Saved data entries
Content starts
//! Rollout: A Resumable Multi-Node SSH Script Runner.

// Command line arguments and configuration.
pub mod config;
// Error handling.
pub mod error;
// How to parse, store, and remove pending hosts.
pub mod host;
// Append-only logs and their owner tasks.
pub mod journal;
// The round loop.
pub mod orchestrator;
// Remote collaborator over SSH.
pub mod session;
// Per-host state machine.
pub mod task;

pub use config::{Config, Settings};
pub use error::{ConfigError, HostError, RemoteError, RolloutError};
pub use host::{Host, HostList};
pub use journal::{AppendLog, Event, EventSender};
pub use orchestrator::{Rollout, RoundOutcome, RoundSummary};
pub use session::{Remote, SshRemote};
pub use task::{HostOutcome, HostTask, TaskContext};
Content ends
WHAT IS BEING ASKED: Exactly as they stand, write out all of the entries.

ANSWER SECTION:
//! Rollout: A Resumable Multi-Node SSH Script Runner.

// Command line arguments and configuration.
pub mod config;
// Error handling.
pub mod error;
// How to parse, store, and remove pending hosts.
pub mod host;
// Append-only logs and their owner tasks.
pub mod journal;
// The round loop.
pub mod orchestrator;
// Remote collaborator over SSH.
pub mod session;
// Per-host state machine.
pub mod task;

pub use config::{Config, Settings};
pub use error::{ConfigError, HostError, RemoteError, RolloutError};
pub use host::{Host, HostList};
pub use journal::{AppendLog, Event, EventSender};
pub use orchestrator::{Rollout, RoundOutcome, RoundSummary};
pub use session::{Remote, SshRemote};
pub use task::{HostOutcome, HostTask, TaskContext};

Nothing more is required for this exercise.